Default — no limits set

  • One container can consume 100% of host CPU
  • A memory leak can exhaust all host RAM
  • Linux OOM killer terminates random processes — including the Docker Daemon
  • Every other container on the host suffers
  • No visibility into what each container is actually consuming
  • Impossible to capacity plan or right-size the host

With resource limits enforced

  • Each container has a guaranteed CPU ceiling
  • Memory exhaustion kills only the offending container
  • OOM kill is contained — the Daemon and other containers are unaffected
  • Other services continue running normally during an incident
  • docker stats gives meaningful utilisation percentages
  • Predictable resource usage enables accurate host sizing

Memory Limits

Memory is the more critical limit to set. When a process leaks memory or allocates without bound, the Linux kernel's Out-Of-Memory (OOM) killer activates and starts terminating processes to reclaim memory. Without a container-level limit, the OOM killer picks victims across the entire host — it may kill the Docker Daemon itself. With a memory limit, the kernel kills only the process inside the offending container and Docker restarts it according to the restart policy. The blast radius stays contained.

docker run -d \
  --name payment-api \
  --memory 512m \
  --memory-swap 512m \
  -p 3000:3000 \
  payment-api:v1.2.0
# --memory 512m       → hard limit: container cannot exceed 512 MB of RAM
#                       if it tries, the Linux OOM killer terminates the process
#                       Docker then restarts the container per its restart policy
# --memory-swap 512m  → set swap equal to --memory to disable swap entirely
#                       swap == memory means 0 MB of swap is available
#                       prevents the process from silently spilling onto disk
#                       and masking a memory problem for hours before it crashes
# Confirm limits are applied:
docker inspect payment-api | grep -A4 '"Memory"'
"Memory": 536870912,
"MemorySwap": 536870912,
# 536870912 bytes = 512 MB — limit is confirmed.
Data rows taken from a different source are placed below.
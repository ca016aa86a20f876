//! Observability
//!
//! Logging, metrics and the structured event stream for phase runs.

pub mod events;
pub mod logging;
pub mod metrics;

pub use events::{Event, EventEmitter, StopReason};
pub use logging::{LogFormat, init_logging};
pub use metrics::init_metrics;
impl PhaseController {
    /// Builds a controller over `phases` and subscribes to the whole tree.
    ///
    /// # Errors
    ///
    /// Returns `PhaseError::Validation` if the hierarchy is malformed (see
    /// [`PhaseFacade::new`]).
    pub fn new(phases: Vec<Arc<Phase>>, options: ControllerOptions) -> Result<Arc<Self>, PhaseError> {
        let facade = PhaseFacade::new(phases)?;
        let controller = Arc::new_cyclic(|me: &Weak<Self>| {
            let relays = Relays::wire(&facade, me);
            Self {
                facade,
                options,
                finished: AtomicBool::new(false),
                observers: Subject::new(),
                pending: Mutex::new(VecDeque::new()),
                draining: AtomicBool::new(false),
                relays,
            }
        });
        let me: Weak<Self> = Arc::downgrade(&controller);
        let phase_observer: Weak<dyn PhaseObserver> = me;
        for phase in controller.facade.phases() {
            phase.phase_observers().subscribe(phase_observer.clone());
        }
        Ok(controller)
    }

    /// Observers of re-broadcast changes.
    #[must_use]
    pub const fn observers(&self) -> &Subject<dyn ControllerObserver> {
        &self.observers
    }

    /// Options the controller was built with.
    #[must_use]
    pub const fn options(&self) -> ControllerOptions {
        self.options
    }

    /// Phase registry.
    #[must_use]
    pub const fn facade(&self) -> &PhaseFacade {
        &self.facade
    }

    /// Whether the root sequence has run out.
    #[must_use]
    pub fn is_finished(&self) -> bool {
        self.finished.load(Ordering::SeqCst)
    }

    /// Starts the sequence; equivalent to
    /// [`process_and_activate_by_next_order`](Self::process_and_activate_by_next_order).
    ///
    /// # Errors
    ///
    /// See `process_and_activate_by_next_order`.
    pub fn start(&self) -> Result<(), PhaseError> {
        self.process_and_activate_by_next_order().map(|_| ())
    }

    /// Moves the sequence forward by one step.
    ///
    /// - Nothing current: activates the lowest-order root phase and returns it.
    /// - A current phase is in `next`: finishes it and activates its sibling
    ///   with the following order, returning the sibling, or `None` if the
    ///   siblings ran out.
    /// - Otherwise: returns the current leaf unchanged.
    ///
    /// After the root sequence has finished this returns `None` until
    /// [`reset`](Self::reset).
    ///
    /// # Errors
    ///
    /// Returns `PhaseError::NotFound` if there are no phases, or a transition
    /// error from the phases involved.
    pub fn process_and_activate_by_next_order(&self) -> Result<Option<Arc<Phase>>, PhaseError> {
        if self.is_finished() {
            return Ok(None);
        }
        let chain = self.facade.current_chain();
        if chain.is_empty() {
            let first = self
                .facade
                .first_child(None)
                .ok_or_else(|| PhaseError::NotFound("no phases to activate".to_string()))?;
            self.enter(&first)?;
            return Ok(Some(first));
        }
        if let Some(ready) = chain.iter().find(|p| p.state() == PhaseState::Next) {
            return self.advance(ready);
        }
        Ok(chain.last().cloned())
    }

    /// Forces the current leaf phase to `next`, for phases that are advanced
    /// by hand. Returns the phase that moved.
    ///
    /// # Errors
    ///
    /// Returns `PhaseError::NotFound` when nothing is current, or
    /// `PhaseError::InvalidTransition` when the leaf is not `active`.
    pub fn skip(&self) -> Result<Arc<Phase>, PhaseError> {
        let leaf = self
            .facade
            .current_leaf()
            .ok_or_else(|| PhaseError::NotFound("no current phase".to_string()))?;
        leaf.next()?;
        Ok(leaf)
    }

    /// Resets every phase and rewinds the cursor to the first root phase.
    ///
    /// # Errors
    ///
    /// Returns the first phase reset error.
    pub fn reset(&self) -> Result<(), PhaseError> {
        lock(&self.pending).clear();
        for phase in self.facade.phases() {
            phase.reset()?;
            metrics::set_current_phase(phase.name(), false);
        }
        self.facade.reset_current();
        self.finished.store(false, Ordering::SeqCst);
        info!("phase sequence reset");
        Ok(())
    }

    /// Current root phase, or the first root phase when nothing has started.
    #[must_use]
    pub fn current_phase(&self) -> Option<Arc<Phase>> {
        self.facade
            .current(None)
            .or_else(|| self.facade.first_child(None))
    }

    /// Current child of `parent` (`None` for the root level).
    #[must_use]
    pub fn current_phase_for(&self, parent: Option<PhaseId>) -> Option<Arc<Phase>> {
        self.facade.current(parent)
    }

    /// Deepest current phase.
    #[must_use]
    pub fn current_leaf_phase(&self) -> Option<Arc<Phase>> {
        self.facade.current_leaf()
    }

    /// Conditions of the current leaf phase.
    #[must_use]
    pub fn conditions(&self) -> Vec<Arc<Condition>> {
        self.current_leaf_phase()
            .map(|p| p.conditions())
            .unwrap_or_default()
    }

    /// Looks up a part of the current leaf phase.
    ///
    /// # Errors
    ///
    /// Returns `PhaseError::NotFound` if there is no current phase, or it has
    /// no such condition or part.
    pub fn condition_part(
        &self,
        condition: ConditionId,
        part: PartId,
    ) -> Result<Arc<ConditionPart>, PhaseError> {
        let phase = self
            .current_leaf_phase()
            .ok_or_else(|| PhaseError::NotFound("no current phase".to_string()))?;
        let found = phase
            .condition(condition)
            .ok_or_else(|| PhaseError::NotFound(format!("{condition} in {}", phase.id())))?;
        found
            .part(part)
            .ok_or_else(|| PhaseError::NotFound(format!("{part} in {condition}")))
    }

    /// Feeds `increment` to a part of the current leaf phase.
    ///
    /// # Errors
    ///
    /// Returns lookup errors from [`condition_part`](Self::condition_part)
    /// and errors from [`ConditionPart::process`].
    pub fn process(
        &self,
        condition: ConditionId,
        part: PartId,
        increment: i64,
    ) -> Result<PartState, PhaseError> {
        self.condition_part(condition, part)?.process(increment)
    }

    /// Describes the state of the current phase.
    #[must_use]
    pub fn state_info(&self) -> Option<StateInfo> {
        self.current_leaf_phase()
            .or_else(|| self.current_phase())
            .map(|p| p.state_info())
    }

    /// Every phase in declaration order.
    #[must_use]
    pub fn phases(&self) -> Vec<Arc<Phase>> {
        self.facade.phases()
    }

    /// Looks up a phase.
    #[must_use]
    pub fn phase(&self, id: PhaseId) -> Option<Arc<Phase>> {
        self.facade.phase(id)
    }

    /// Point-in-time view of the tree.
    #[must_use]
    pub fn snapshot(&self) -> ControllerSnapshot {
        ControllerSnapshot {
            finished: self.is_finished(),
            current: self.facade.current_chain().iter().map(|p| p.id()).collect(),
            phases: self.facade.phases().iter().map(|p| p.snapshot()).collect(),
        }
    }

    fn enter(&self, phase: &Arc<Phase>) -> Result<(), PhaseError> {
        self.facade.set_current(phase);
        phase.activate()?;
        metrics::set_current_phase(phase.name(), true);
        if let Some(child) = self.facade.first_child(Some(phase.id())) {
            self.enter(&child)?;
        }
        Ok(())
    }

    fn advance(&self, phase: &Arc<Phase>) -> Result<Option<Arc<Phase>>, PhaseError> {
        phase.finish()?;
        metrics::set_current_phase(phase.name(), false);
        self.retire_descendants(phase);

        if let Some(sibling) = self.facade.sibling_after(phase) {
            self.enter(&sibling)?;
            return Ok(Some(sibling));
        }

        match phase.parent_id() {
            Some(parent_id) => {
                self.facade.clear_current(Some(parent_id));
                debug!(parent = %parent_id, "child phases exhausted");
                if let Some(parent) = self.facade.phase(parent_id)
                    && parent.spec().auto_progress
                    && parent.state() == PhaseState::Active
                {
                    parent.next()?;
                }
            }
            None => self.finish_sequence(),
        }
        Ok(None)
    }

    fn retire_descendants(&self, phase: &Phase) {
        for descendant in self.facade.descendants(phase.id()) {
            if matches!(descendant.state(), PhaseState::Active | PhaseState::Next) {
                if let Err(e) = descendant.reset() {
                    warn!(phase = %descendant.name(), error = %e, "failed to reset child phase");
                }
                metrics::set_current_phase(descendant.name(), false);
            }
            self.facade.clear_current(Some(descendant.id()));
        }
        self.facade.clear_current(Some(phase.id()));
    }

    fn finish_sequence(&self) {
        if self.finished.swap(true, Ordering::SeqCst) {
            return;
        }
        info!("phase sequence finished");
        metrics::record_sequence_finished();
        self.broadcast(&EngineEvent::SequenceFinished);
    }

    fn broadcast(&self, event: &EngineEvent) {
        self.observers.notify(|o| o.on_entity_changed(event));
    }

    fn schedule(&self, phase: PhaseId) {
        lock(&self.pending).push_back(phase);
        loop {
            if self.draining.swap(true, Ordering::SeqCst) {
                return;
            }
            loop {
                let Some(id) = lock(&self.pending).pop_front() else {
                    break;
                };
                let Some(phase) = self.facade.phase(id) else {
                    continue;
                };
                let in_chain = self
                    .facade
                    .current_chain()
                    .iter()
                    .any(|p| p.id() == phase.id());
                if !in_chain || phase.state() != PhaseState::Next {
                    continue;
                }
                if let Err(e) = self.advance(&phase) {
                    warn!(phase = %phase.name(), error = %e, "automatic advance failed");
                }
            }
            self.draining.store(false, Ordering::SeqCst);
            if lock(&self.pending).is_empty() {
                return;
            }
        }
    }
}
# Simulate OOM — allocate beyond the limit from inside the container:
docker exec payment-api sh -c "dd if=/dev/zero of=/dev/null bs=1M count=600"

# Docker detects the OOM kill and restarts the container:
docker ps
CONTAINER ID   NAME          STATUS
a1b2c3d4e5f6   payment-api   Up 3 seconds (restarted 1 time)
# The container restarted. The host is unaffected. Other containers kept running.

What just happened?

The container exceeded its 512 MB memory limit. Linux OOM-killed the process inside the container. Docker's restart policy brought the container back within seconds. Every other container on the host continued running without interruption. Without the memory limit, that same leak would have consumed all available host RAM, triggered a host-wide OOM event, and potentially taken down every service — including the Docker Daemon itself.

CPU Limits

CPU limits work differently from memory limits — exceeding a CPU limit does not kill the process. Instead, the Linux kernel throttles it: the container is still running, but its CPU access is capped. A container at its CPU ceiling simply slows down rather than crashes. This is the correct behaviour for a busy service. The two flags you need are --cpus for the ceiling and --cpu-shares for relative priority when the host is under load.

docker run -d \
  --name payment-api \
  --cpus 1.5 \
  --cpu-shares 512 \
  -p 3000:3000 \
  payment-api:v1.2.0
# --cpus 1.5       → hard ceiling: the container can use at most 1.5 CPU cores
#                    on a 4-core host, this means 37.5% of total CPU capacity
#                    a spinning infinite loop hits this ceiling and is throttled —
#                    it cannot consume more, but other containers are unaffected
# --cpu-shares 512 → relative weight when the host is under contention
#                    default is 1024 — setting 512 gives this container half the
#                    CPU time of a default-weight container when all containers
#                    are competing simultaneously
#                    has no effect when the host has idle CPU capacity
# Confirm CPU limits:
docker inspect payment-api | grep -E '"NanoCpus"|"CpuShares"'
"NanoCpus": 1500000000,
"CpuShares": 512,
# NanoCpus: 1,500,000,000 = 1.5 CPU cores. Limit confirmed.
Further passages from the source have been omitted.